Increasing Deductibles
While employer-sponsored plans typically have much lower deductibles than the most popular plans found on the exchanges, more employees have deductibles, and those deductibles are increasing.
Over all, employees have deductibles that are about 50 percent higher than they were five years ago. Four out of five covered employees pay a deductible, which averages about $1,500 each, Kaiser found. Employees who get insurance through a smaller company have deductibles that now average $2,100.
Workers are also paying a greater share of the premiums, contributing $5,277 annually toward a family plan, nearly a third of the total cost.
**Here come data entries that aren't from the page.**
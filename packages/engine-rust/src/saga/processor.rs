use std::sync::Arc;

use async_trait::async_trait;
use mediator_core::{deliver, Exchange, ExchangeError, Processor, Value, SAGA_LONG_RUNNING_ACTION};
use serde::{Deserialize, Serialize};
use tracing::{debug, warn};

use super::coordinator::SagaCoordinator;
use super::service::SagaService;
use super::step::SagaStep;
use super::SagaError;

/// How a route joins the saga carried by the incoming exchange.
#[derive(Debug, Clone, Copy, Default, PartialEq, Eq, Serialize, Deserialize)]
#[serde(rename_all = "SCREAMING_SNAKE_CASE")]
pub enum SagaPropagation {
    /// Join the current saga or create one.
    #[default]
    Required,
    /// Always create a new saga; the caller's saga is suspended.
    RequiresNew,
    /// Join the current saga; fail if there is none.
    Mandatory,
    /// Join the current saga if any, otherwise run without one.
    Supports,
    /// Run outside any saga; the caller's saga is suspended.
    NotSupported,
    /// Fail if a saga is present.
    Never,
}

/// Who finalizes a saga created by the processor.
#[derive(Debug, Clone, Copy, Default, PartialEq, Eq, Serialize, Deserialize)]
#[serde(rename_all = "SCREAMING_SNAKE_CASE")]
pub enum SagaCompletionMode {
    /// Complete on success, compensate on failure.
    #[default]
    Auto,
    /// Leave finalization to the application.
    Manual,
}

/// Runs a downstream processor inside a saga.
///
/// The current saga is resolved from the `Long-Running-Action` header; an id
/// that no longer names a live saga counts as no saga.
pub struct SagaProcessor {
    service: Arc<SagaService>,
    next: Arc<dyn Processor>,
    step: Option<Arc<SagaStep>>,
    propagation: SagaPropagation,
    completion: SagaCompletionMode,
}

impl SagaProcessor {
    #[must_use]
    pub fn new(service: Arc<SagaService>, next: Arc<dyn Processor>) -> Self {
        Self {
            service,
            next,
            step: None,
            propagation: SagaPropagation::default(),
            completion: SagaCompletionMode::default(),
        }
    }

    /// Step registered with the saga before the downstream runs.
    #[must_use]
    pub fn with_step(mut self, step: SagaStep) -> Self {
        self.step = Some(Arc::new(step));
        self
    }

    #[must_use]
    pub fn with_propagation(mut self, propagation: SagaPropagation) -> Self {
        self.propagation = propagation;
        self
    }

    #[must_use]
    pub fn with_completion_mode(mut self, completion: SagaCompletionMode) -> Self {
        self.completion = completion;
        self
    }

    #[must_use]
    pub fn propagation(&self) -> SagaPropagation {
        self.propagation
    }

    #[must_use]
    pub fn completion_mode(&self) -> SagaCompletionMode {
        self.completion
    }

    fn current_saga(&self, exchange: &Exchange) -> Option<Arc<SagaCoordinator>> {
        exchange.saga_id().and_then(|id| self.service.get_saga(id))
    }

    async fn run_in_new_saga(&self, exchange: &mut Exchange) -> Result<(), ExchangeError> {
        let saga = self.service.new_saga()?;
        exchange.set_header(SAGA_LONG_RUNNING_ACTION, saga.id());
        debug!(saga_id = %saga.id(), exchange_id = %exchange.id(), "exchange started saga");
        self.run_in(&saga, exchange, true).await
    }

    async fn run_in(
        &self,
        saga: &Arc<SagaCoordinator>,
        exchange: &mut Exchange,
        owned: bool,
    ) -> Result<(), ExchangeError> {
        let finalize = owned && self.completion == SagaCompletionMode::Auto;

        let result = match &self.step {
            Some(step) => match saga.begin_step(exchange, Arc::clone(step)) {
                Ok(()) => deliver(self.next.as_ref(), exchange).await,
                Err(err) => Err(ExchangeError::from(err)),
            },
            None => deliver(self.next.as_ref(), exchange).await,
        };

        if !finalize {
            return result;
        }
        match result {
            Ok(()) => saga.complete().await.map_err(ExchangeError::from),
            Err(err) => {
                if let Err(compensation) = saga.compensate().await {
                    warn!(saga_id = %saga.id(), error = %compensation, "could not compensate failed saga");
                }
                Err(err)
            }
        }
    }
}

fn restore_header(exchange: &mut Exchange, previous: Option<Value>) {
    match previous {
        Some(value) => {
            exchange.set_header(SAGA_LONG_RUNNING_ACTION, value);
        }
        None => {
            exchange.remove_header(SAGA_LONG_RUNNING_ACTION);
        }
    }
}

#[async_trait]
impl Processor for SagaProcessor {
    async fn process(&self, exchange: &mut Exchange) -> Result<(), ExchangeError> {
        let current = self.current_saga(exchange);
        match (self.propagation, current) {
            (SagaPropagation::Required, Some(saga))
            | (SagaPropagation::Mandatory, Some(saga))
            | (SagaPropagation::Supports, Some(saga)) => self.run_in(&saga, exchange, false).await,
            (SagaPropagation::Required, None) => self.run_in_new_saga(exchange).await,
            (SagaPropagation::Mandatory, None) => Err(SagaError::SagaRequired.into()),
            (SagaPropagation::Supports, None) | (SagaPropagation::Never, None) => {
                deliver(self.next.as_ref(), exchange).await
            }
            (SagaPropagation::Never, Some(saga)) => Err(SagaError::SagaForbidden {
                saga_id: saga.id().to_string(),
            }
            .into()),
            (SagaPropagation::RequiresNew, _) => {
                let previous = exchange.remove_header(SAGA_LONG_RUNNING_ACTION);
                let result = self.run_in_new_saga(exchange).await;
                restore_header(exchange, previous);
                result
            }
            (SagaPropagation::NotSupported, _) => {
                let previous = exchange.remove_header(SAGA_LONG_RUNNING_ACTION);
                let result = deliver(self.next.as_ref(), exchange).await;
                restore_header(exchange, previous);
                result
            }
        }
    }
}
//! Mediator Core: exchanges, values, expressions, and the processor/endpoint contracts
//! shared by the saga and routing subsystems.

pub mod error;
pub mod exchange;
pub mod expression;
pub mod mock;
pub mod traits;
pub mod types;

pub use error::{ErrorKind, ExchangeError};
pub use exchange::{Exchange, SAGA_LONG_RUNNING_ACTION};
pub use expression::{Expression, ExpressionDefinition, ExpressionError};
pub use mock::{MockEndpoint, MockJournal};
pub use traits::{deliver, Endpoint, Processor};
pub use types::Value;
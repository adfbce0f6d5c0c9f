use std::sync::atomic::{AtomicU32, AtomicU64, Ordering};
use std::sync::Arc;
use std::time::Duration;

use arc_swap::ArcSwapOption;
use async_trait::async_trait;
use dashmap::DashMap;
use uuid::Uuid;

use super::coordinator::SagaCoordinator;
use super::SagaError;
use crate::config::SagaConfig;
use crate::registry::{ManagedService, ServiceContext};
use crate::scheduler::Scheduler;

/// State shared between the service and every coordinator it creates.
pub(crate) struct SagaShared {
    scheduler: ArcSwapOption<Scheduler>,
    max_retry_attempts: AtomicU32,
    retry_delay_ms: AtomicU64,
    pub(crate) sagas: DashMap<String, Arc<SagaCoordinator>>,
}

impl SagaShared {
    pub(crate) fn scheduler(&self) -> Option<Arc<Scheduler>> {
        self.scheduler.load_full()
    }

    pub(crate) fn max_retry_attempts(&self) -> u32 {
        self.max_retry_attempts.load(Ordering::Relaxed)
    }

    pub(crate) fn retry_delay(&self) -> Duration {
        Duration::from_millis(self.retry_delay_ms.load(Ordering::Relaxed))
    }
}

/// Registry of in-memory sagas and owner of the scheduler they share.
///
/// One instance is created per engine and handed to every caller that needs
/// it; there is no process-global registry. Coordinators are evicted once
/// they reach a terminal status.
pub struct SagaService {
    shared: Arc<SagaShared>,
}

impl SagaService {
    /// Creates a stopped service with default retry settings.
    #[must_use]
    pub fn new() -> Self {
        Self::with_config(&SagaConfig::default())
    }

    /// Creates a stopped service with the given retry settings.
    #[must_use]
    pub fn with_config(config: &SagaConfig) -> Self {
        Self {
            shared: Arc::new(SagaShared {
                scheduler: ArcSwapOption::empty(),
                max_retry_attempts: AtomicU32::new(config.max_retry_attempts),
                retry_delay_ms: AtomicU64::new(config.retry_delay_ms),
                sagas: DashMap::new(),
            }),
        }
    }

    /// Creates the shared scheduler if it does not exist yet.
    pub fn start(&self) {
        self.shared.scheduler.rcu(|current| {
            current
                .clone()
                .or_else(|| Some(Arc::new(Scheduler::new())))
        });
    }

    /// Cancels pending timers, waits for running finalizations and drops the scheduler.
    pub async fn stop(&self) {
        if let Some(scheduler) = self.shared.scheduler.swap(None) {
            scheduler.shutdown().await;
        }
    }

    #[must_use]
    pub fn is_started(&self) -> bool {
        self.shared.scheduler.load().is_some()
    }

    /// Creates and registers a coordinator with a fresh id.
    ///
    /// # Errors
    ///
    /// Returns `SagaError::NotStarted` if the service has no scheduler.
    pub fn new_saga(&self) -> Result<Arc<SagaCoordinator>, SagaError> {
        if !self.is_started() {
            return Err(SagaError::NotStarted);
        }
        let id = Uuid::new_v4().to_string();
        let coordinator = SagaCoordinator::new(id.clone(), Arc::clone(&self.shared));
        self.shared.sagas.insert(id.clone(), Arc::clone(&coordinator));
        tracing::debug!(saga_id = %id, "saga created");
        Ok(coordinator)
    }

    /// Looks up a live saga. Finished sagas are no longer registered.
    #[must_use]
    pub fn get_saga(&self, id: &str) -> Option<Arc<SagaCoordinator>> {
        self.shared.sagas.get(id).map(|entry| Arc::clone(entry.value()))
    }

    /// Number of live sagas.
    #[must_use]
    pub fn len(&self) -> usize {
        self.shared.sagas.len()
    }

    #[must_use]
    pub fn is_empty(&self) -> bool {
        self.shared.sagas.is_empty()
    }

    #[must_use]
    pub fn max_retry_attempts(&self) -> u32 {
        self.shared.max_retry_attempts()
    }

    /// Retries after the first failed finalization attempt; read at finalization time.
    pub fn set_max_retry_attempts(&self, attempts: u32) {
        self.shared
            .max_retry_attempts
            .store(attempts, Ordering::Relaxed);
    }

    #[must_use]
    pub fn retry_delay(&self) -> Duration {
        self.shared.retry_delay()
    }

    #[allow(clippy::cast_possible_truncation)]
    pub fn set_retry_delay(&self, delay: Duration) {
        self.shared
            .retry_delay_ms
            .store(u64::try_from(delay.as_millis()).unwrap_or(u64::MAX), Ordering::Relaxed);
    }
}

impl Default for SagaService {
    fn default() -> Self {
        Self::new()
    }
}

#[async_trait]
impl ManagedService for SagaService {
    fn name(&self) -> &'static str {
        "saga"
    }

    async fn init(&self, ctx: &ServiceContext) -> anyhow::Result<()> {
        self.set_max_retry_attempts(ctx.config.saga.max_retry_attempts);
        self.set_retry_delay(ctx.config.saga.retry_delay());
        self.start();
        Ok(())
    }

    async fn shutdown(&self, terminate: bool) -> anyhow::Result<()> {
        if terminate {
            // Running finalizations are left to finish on their own.
            if let Some(scheduler) = self.shared.scheduler.swap(None) {
                scheduler.cancel();
            }
        } else {
            self.stop().await;
        }
        Ok(())
    }
}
The move by employers and insurers to push more health costs onto workers is significant, said Mr. Altman, who describes it as a stealth move to “skimpier insurance.” Proponents of higher cost sharing say that asking people to pay more of their medical bills causes them to be more discriminating about what health care they use.
Networks Shrinking and Rarer Choices
Remember the days of being able to go to any doctor or hospital of your choice? Many employers still choose plans that let workers visit a doctor out of network, although employees are paying increasingly more for the privilege.
But more companies are opting for less choice for their employees. This year, slightly fewer than half of workers are enrolled in so-called preferred provider organization plans, or P.P.O.s, compared with 58 percent in 2014. While you pay more when you go outside the plan’s network, you are still covered if you go to a doctor or hospital that does not belong.
Employers started turning to these plans in the 1990s, when resistance to health maintenance organizations, or H.M.O.s, grew. Employers and insurers tend to favor more restrictive plans because they usually contain costs better.
The tide may be reversing somewhat. The H.M.O. has been rethought in new forms that are without some of the drawbacks of an old-style health maintenance organizations, like requiring people to get permission to go to a specialist.
As a result, some employers are dropping P.P.O.s in favor of the more restrictive plans, Mr. Altman said. “We’re beginning to see that reverse,” he said.
The trend toward narrower networks is also seen in plans offered on the exchanges, where the McKinsey Center for U.S. Health System Reform recently estimated that two-thirds were H.M.O.s offering a sharply limited choice of doctors and hospitals this year.
Employers Staying Put
The recent Kaiser survey also emphasizes the endurance of the employer market, despite earlier predictions that the health care law would usher in its demise. Most companies are still offering health benefits to their employees, with the percentage virtually unchanged from last year at 56 percent.
“We’re just not seeing a big impact on employers,” Mr. Altman said.
There is also little proof that companies are cutting workers’ hours to avoid the law’s requirement that they offer full-time workers health insurance. Employers with at least 50 full-time workers are required to offer benefits or pay a penalty. More than 90 percent of companies with at least 50 workers are offering coverage.